MySQL Bugs: #105836: KeyFields are optimzied away with no collation in Item::eq_by

Bug #105836	KeyFields are optimzied away with no collation in Item::eq_by_collation
Submitted:	8 Dec 2021 13:40	Modified:	16 Dec 2021 6:36
Reporter:	Shanshan Ying	Email Updates:
Status:	Not a Bug	Impact on me:	None
Category:	MySQL Server: Optimizer	Severity:	S3 (Non-critical)
Version:		OS:	Any
Assigned to:		CPU Architecture:	Any

Description:
Item::eq_by_collation throws away collation on comparing items and reports equal items incorrelty, whichleading to incorret plan.

How to repeat:
CREATE TABLE `t1` (
`id` int unsigned NOT NULL AUTO_INCREMENT ,
`name` varchar(100) CHARACTER SET utf8 ,
PRIMARY KEY (`id`),
KEY `idx_name` (`name`) USING BTREE
) ENGINE=InnoDB;

insert into t1 values ('()');

select name from t1 
where 
name = replace(replace('()', '（', '('), '）', ')')  -- cond a
or 
name = replace(replace('()', '(', '（'), ')', '）') -- cond b
; /* returns one row */

select name from t1 
where 
name = replace(replace('()', '(', '（'), ')', '）') -- cond b
or
name = replace(replace('()', '（', '('), '）', ')')  -- cond a
; /* empty set */

Suggested fix:
Check function `Item::eq_by_collation` in file sql_optimizer.cc

function `Item::eq_by_collation` only updates the top item's collation.
it should either update collation for all items beheath this item or compare with collation argument.

Hi Mr. Ying,

Thank you very much for your bug report.

However, your report is insufficient and quite unclear as to what are you reporting at all. Simply, you do not explain what is it that is wrong with a query and why is it wrong.

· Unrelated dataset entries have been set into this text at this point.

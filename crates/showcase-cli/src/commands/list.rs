use std::sync::Arc;

use anyhow::Result;

use showcase_core::catalog::{CatalogKind, MediaItem};
use showcase_core::gallery::{CategoryFilter, FilterEngine};
use showcase_core::SiteContent;

pub fn run(content: &SiteContent, designs: bool, category: Option<&str>) -> Result<()> {
    let catalog = if designs {
        &content.designs
    } else {
        &content.projects
    };
    let mut engine = match catalog.kind() {
        CatalogKind::Projects => FilterEngine::new(catalog.clone()).with_featured_first(),
        CatalogKind::Designs => FilterEngine::new(catalog.clone()),
    };
    if let Some(category) = category {
        engine.set_category(category)?;
    }

    let noun = match catalog.kind() {
        CatalogKind::Projects => "projects",
        CatalogKind::Designs => "designs",
    };

    if engine.is_empty() {
        println!("No {} found.", noun);
        println!("\nAvailable categories:");
        for (id, label) in engine.options() {
            println!("  {} ({})", id, label);
        }
        return Ok(());
    }

    println!("{} {} ({}):\n", capitalize(noun), filter_label(&engine), engine.visible_len());

    // Unfiltered projects list featured work first
    let split = engine.featured_len();
    if split > 0 {
        println!("Featured:\n");
        for item in engine.visible().take(split) {
            print_item(item);
        }
        println!("More work:\n");
        for item in engine.visible().skip(split) {
            print_item(item);
        }
    } else {
        for item in engine.visible() {
            print_item(item);
        }
    }

    Ok(())
}

fn print_item(item: &Arc<MediaItem>) {
    let featured = if item.featured { " ★" } else { "" };
    println!("  [{}] {}{} - {}", item.id, item.title, featured, item.category_label());
    println!("    {}", item.description);
    if let Some(project) = item.project() {
        let client = project
            .client
            .as_deref()
            .map(|c| format!(" for {}", c))
            .unwrap_or_default();
        println!("    {}{}", project.date.format("%B %Y"), client);
        if !project.technologies.is_empty() {
            println!("    Tech: {}", project.technologies.join(", "));
        }
    }
    if !item.tags.is_empty() {
        println!("    Tags: {}", item.tags.join(", "));
    }
    let frames = item.frames().len();
    if frames > 1 {
        println!("    Gallery: {} images", frames);
    }
    println!();
}

fn filter_label(engine: &FilterEngine) -> String {
    match engine.active() {
        CategoryFilter::All => "(all)".to_string(),
        CategoryFilter::Only(id) => format!("in '{}'", id),
    }
}

fn capitalize(s: &str) -> String {
    let mut chars = s.chars();
    match chars.next() {
        Some(first) => first.to_uppercase().chain(chars).collect(),
        None => String::new(),
    }
}

#[cfg(test)]
mod tests {
    use super::*;

    #[test]
    fn test_unknown_category_is_an_error() {
        let content = SiteContent::bundled().unwrap();
        assert!(run(&content, true, Some("sculpture")).is_err());
        assert!(run(&content, true, Some("3d")).is_ok());
    }

    #[test]
    fn test_capitalize() {
        assert_eq!(capitalize("designs"), "Designs");
        assert_eq!(capitalize(""), "");
    }
}
//! Page-wide "no background scroll" flag, held while a detail overlay is open

use std::sync::atomic::{AtomicUsize, Ordering};
use std::sync::Arc;

/// Shared handle to the page scroll lock.
///
/// Cloning shares the same lock. Readers call [`ScrollLock::is_engaged`];
/// only the modal controller can acquire it.
#[derive(Debug, Clone, Default)]
pub struct ScrollLock {
    holders: Arc<AtomicUsize>,
}

impl ScrollLock {
    pub fn new() -> Self {
        Self::default()
    }

    /// True while at least one guard is alive
    pub fn is_engaged(&self) -> bool {
        self.holders.load(Ordering::Acquire) > 0
    }

    pub(crate) fn acquire(&self) -> ScrollLockGuard {
        let previous = self.holders.fetch_add(1, Ordering::AcqRel);
        if previous == 0 {
            tracing::debug!("Scroll lock engaged");
        }
        ScrollLockGuard { lock: self.clone() }
    }
}

/// Keeps the lock engaged until dropped
#[derive(Debug)]
pub struct ScrollLockGuard {
    lock: ScrollLock,
}

impl Drop for ScrollLockGuard {
    fn drop(&mut self) {
        let previous = self.lock.holders.fetch_sub(1, Ordering::AcqRel);
        if previous == 1 {
            tracing::debug!("Scroll lock released");
        }
    }
}

#[cfg(test)]
mod tests {
    use super::*;

    #[test]
    fn test_guard_releases_on_drop() {
        let lock = ScrollLock::new();
        assert!(!lock.is_engaged());
        let guard = lock.acquire();
        assert!(lock.is_engaged());
        drop(guard);
        assert!(!lock.is_engaged());
    }

    #[test]
    fn test_lock_held_until_last_guard() {
        let lock = ScrollLock::new();
        let a = lock.acquire();
        let b = lock.clone().acquire();
        drop(a);
        assert!(lock.is_engaged());
        drop(b);
        assert!(!lock.is_engaged());
    }
}
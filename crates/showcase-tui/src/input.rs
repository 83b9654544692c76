use crossterm::event::{KeyCode, KeyEvent, KeyModifiers};

use crate::app::{App, Mode};
use crate::page::Section;

/// Input action that can be performed
#[derive(Debug, Clone, Copy, PartialEq, Eq)]
pub enum Action {
    Quit,
    // Page navigation
    ScrollDown,
    ScrollUp,
    ScrollHalfPageDown,
    ScrollHalfPageUp,
    NextSection,
    PrevSection,
    JumpToTop,
    JumpToBottom,
    PendingG, // First 'g' press, waiting for second 'g'
    BackToTop,
    // Grids
    SelectNext,
    SelectPrev,
    NextCategory,
    PrevCategory,
    Open,
    // Modal
    CloseModal,
    NextImage,
    PrevImage,
    JumpToImage(usize),
    DetailDown,
    DetailUp,
    OpenExternal,
    // Contact form
    EditContact,
    NextField,
    PrevField,
    InputChar(char),
    Backspace,
    Submit,
    DismissBanner,
    ExitMode,
    Help,
    SkipPreloader,
    None,
}

/// Handle a key event and return the corresponding action
pub fn handle_key_event(key: KeyEvent, app: &App) -> Action {
    if app.preloader_visible() {
        return match (key.code, key.modifiers) {
            (KeyCode::Char('c'), KeyModifiers::CONTROL) => Action::Quit,
            _ => Action::SkipPreloader,
        };
    }

    // Modal owns the keyboard while open
    if app.active_modal().is_some() {
        return handle_modal_mode(key);
    }

    match app.mode {
        Mode::EditContact => return handle_input_mode(key),
        Mode::Help => {
            // Any key exits help
            return Action::ExitMode;
        }
        Mode::Browse => {}
    }

    let section = app.current_section();
    let in_grid = matches!(section, Section::Projects | Section::Gallery);

    match (key.code, key.modifiers) {
        // Quit
        (KeyCode::Char('q'), KeyModifiers::NONE) => Action::Quit,
        (KeyCode::Char('c'), KeyModifiers::CONTROL) => Action::Quit,

        // Page scrolling
        (KeyCode::Char('j'), KeyModifiers::NONE) => Action::ScrollDown,
        (KeyCode::Char('k'), KeyModifiers::NONE) => Action::ScrollUp,
        (KeyCode::Down, KeyModifiers::NONE) => Action::ScrollDown,
        (KeyCode::Up, KeyModifiers::NONE) => Action::ScrollUp,
        (KeyCode::Char('d'), KeyModifiers::CONTROL) => Action::ScrollHalfPageDown,
        (KeyCode::Char('u'), KeyModifiers::CONTROL) => Action::ScrollHalfPageUp,
        (KeyCode::PageDown, _) => Action::ScrollHalfPageDown,
        (KeyCode::PageUp, _) => Action::ScrollHalfPageUp,

        // Section jumps
        (KeyCode::Char('J'), KeyModifiers::SHIFT) => Action::NextSection,
        (KeyCode::Char('K'), KeyModifiers::SHIFT) => Action::PrevSection,
        (KeyCode::Tab, KeyModifiers::NONE) => Action::NextSection,
        (KeyCode::BackTab, _) => Action::PrevSection,

        // Jump to top/bottom
        (KeyCode::Char('g'), KeyModifiers::NONE) => {
            // gg requires double press
            if app.pending_key == Some('g') {
                Action::JumpToTop
            } else {
                Action::PendingG
            }
        }
        (KeyCode::Char('G'), KeyModifiers::SHIFT) => Action::JumpToBottom,
        (KeyCode::Char('t'), KeyModifiers::NONE) => Action::BackToTop,
        (KeyCode::Home, _) => Action::BackToTop,

        // Grid selection and filters
        (KeyCode::Char('l'), KeyModifiers::NONE) | (KeyCode::Right, KeyModifiers::NONE)
            if in_grid =>
        {
            Action::SelectNext
        }
        (KeyCode::Char('h'), KeyModifiers::NONE) | (KeyCode::Left, KeyModifiers::NONE)
            if in_grid =>
        {
            Action::SelectPrev
        }
        (KeyCode::Char(']'), KeyModifiers::NONE) | (KeyCode::Char('f'), KeyModifiers::NONE)
            if in_grid =>
        {
            Action::NextCategory
        }
        (KeyCode::Char('['), KeyModifiers::NONE) | (KeyCode::Char('F'), KeyModifiers::SHIFT)
            if in_grid =>
        {
            Action::PrevCategory
        }
        (KeyCode::Enter, KeyModifiers::NONE) if in_grid => Action::Open,

        // Contact
        (KeyCode::Enter, KeyModifiers::NONE) | (KeyCode::Char('i'), KeyModifiers::NONE)
            if section == Section::Contact =>
        {
            Action::EditContact
        }
        (KeyCode::Char('x'), KeyModifiers::NONE) => Action::DismissBanner,
        (KeyCode::Char('o'), KeyModifiers::NONE) => Action::OpenExternal,

        (KeyCode::Char('?'), _) => Action::Help,
        (KeyCode::Esc, KeyModifiers::NONE) => Action::ExitMode,

        _ => Action::None,
    }
}

/// Handle key events while a detail modal is open
fn handle_modal_mode(key: KeyEvent) -> Action {
    match (key.code, key.modifiers) {
        (KeyCode::Char('c'), KeyModifiers::CONTROL) => Action::Quit,
        (KeyCode::Esc, _) | (KeyCode::Char('q'), KeyModifiers::NONE) => Action::CloseModal,
        (KeyCode::Char('l'), KeyModifiers::NONE)
        | (KeyCode::Right, _)
        | (KeyCode::Char('n'), KeyModifiers::NONE)
        | (KeyCode::Char(' '), KeyModifiers::NONE) => Action::NextImage,
        (KeyCode::Char('h'), KeyModifiers::NONE)
        | (KeyCode::Left, _)
        | (KeyCode::Char('p'), KeyModifiers::NONE) => Action::PrevImage,
        (KeyCode::Char(c), KeyModifiers::NONE) if c.is_ascii_digit() && c != '0' => {
            Action::JumpToImage(c as usize - '1' as usize)
        }
        (KeyCode::Char('j'), KeyModifiers::NONE) | (KeyCode::Down, _) => Action::DetailDown,
        (KeyCode::Char('k'), KeyModifiers::NONE) | (KeyCode::Up, _) => Action::DetailUp,
        (KeyCode::Char('o'), KeyModifiers::NONE) | (KeyCode::Enter, _) => Action::OpenExternal,
        _ => Action::None,
    }
}

/// Handle key events while editing the contact form
fn handle_input_mode(key: KeyEvent) -> Action {
    match (key.code, key.modifiers) {
        (KeyCode::Char('s'), KeyModifiers::CONTROL) => Action::Submit,
        (KeyCode::Char('c'), KeyModifiers::CONTROL) => Action::Quit,
        (KeyCode::Enter, _) => Action::Submit,
        (KeyCode::Tab, _) | (KeyCode::Down, _) => Action::NextField,
        (KeyCode::BackTab, _) | (KeyCode::Up, _) => Action::PrevField,
        (KeyCode::Esc, _) => Action::ExitMode,
        (KeyCode::Backspace, _) => Action::Backspace,
        (KeyCode::Char(c), _) => Action::InputChar(c),
        _ => Action::None,
    }
}

#[cfg(test)]
mod tests {
    use super::*;
    use crate::app::tests::test_app;
    use std::time::Instant;

    fn key(code: KeyCode) -> KeyEvent {
        KeyEvent::new(code, KeyModifiers::NONE)
    }

    #[test]
    fn test_modal_keys() {
        let mut app = test_app();
        let now = Instant::now();
        app.scroll_to_section(Section::Gallery, now);
        app.update(now);
        app.apply(Action::Open, now);
        assert!(app.active_modal().is_some());

        assert_eq!(handle_key_event(key(KeyCode::Esc), &app), Action::CloseModal);
        assert_eq!(handle_key_event(key(KeyCode::Right), &app), Action::NextImage);
        assert_eq!(
            handle_key_event(key(KeyCode::Char('3')), &app),
            Action::JumpToImage(2)
        );
        // Scrolling keys move the detail text, not the page
        assert_eq!(handle_key_event(key(KeyCode::Char('j')), &app), Action::DetailDown);
        assert_eq!(handle_key_event(key(KeyCode::Char('G')), &app), Action::None);
    }

    #[test]
    fn test_grid_keys_only_in_grid_sections() {
        let mut app = test_app();
        let now = Instant::now();
        assert_eq!(handle_key_event(key(KeyCode::Char('l')), &app), Action::None);

        app.scroll_to_section(Section::Projects, now);
        app.update(now);
        assert_eq!(handle_key_event(key(KeyCode::Char('l')), &app), Action::SelectNext);
        assert_eq!(handle_key_event(key(KeyCode::Char(']')), &app), Action::NextCategory);
        assert_eq!(handle_key_event(key(KeyCode::Enter), &app), Action::Open);
    }

    #[test]
    fn test_gg_sequence() {
        let mut app = test_app();
        assert_eq!(handle_key_event(key(KeyCode::Char('g')), &app), Action::PendingG);
        app.pending_key = Some('g');
        assert_eq!(handle_key_event(key(KeyCode::Char('g')), &app), Action::JumpToTop);
    }

    #[test]
    fn test_contact_editing_captures_text() {
        let mut app = test_app();
        let now = Instant::now();
        app.scroll_to_section(Section::Contact, now);
        app.update(now);
        app.apply(Action::EditContact, now);

        assert_eq!(handle_key_event(key(KeyCode::Char('q')), &app), Action::InputChar('q'));
        assert_eq!(handle_key_event(key(KeyCode::Tab), &app), Action::NextField);
        assert_eq!(handle_key_event(key(KeyCode::Esc), &app), Action::ExitMode);
    }
}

Beside that, we do not see what collation are you using !!!! 

Next, what you are trying to say with "cond a" or "cond b" ...... that is totally unclear. We need clear and obvious  bug reports, not the ones that are highly cryptic.

Next, you do not seem to the coercibility  levels, which are fully explained in our Reference Manual.

We are waiting on your feedback.

Small correction ......

That sentence should have been like this:

"
Next, you do not seem to have considered at all the  impact of the coercibility  levels, which are fully
explained in our Reference Manual.

"

Thanks for your feedback, and let me describe more details about the case.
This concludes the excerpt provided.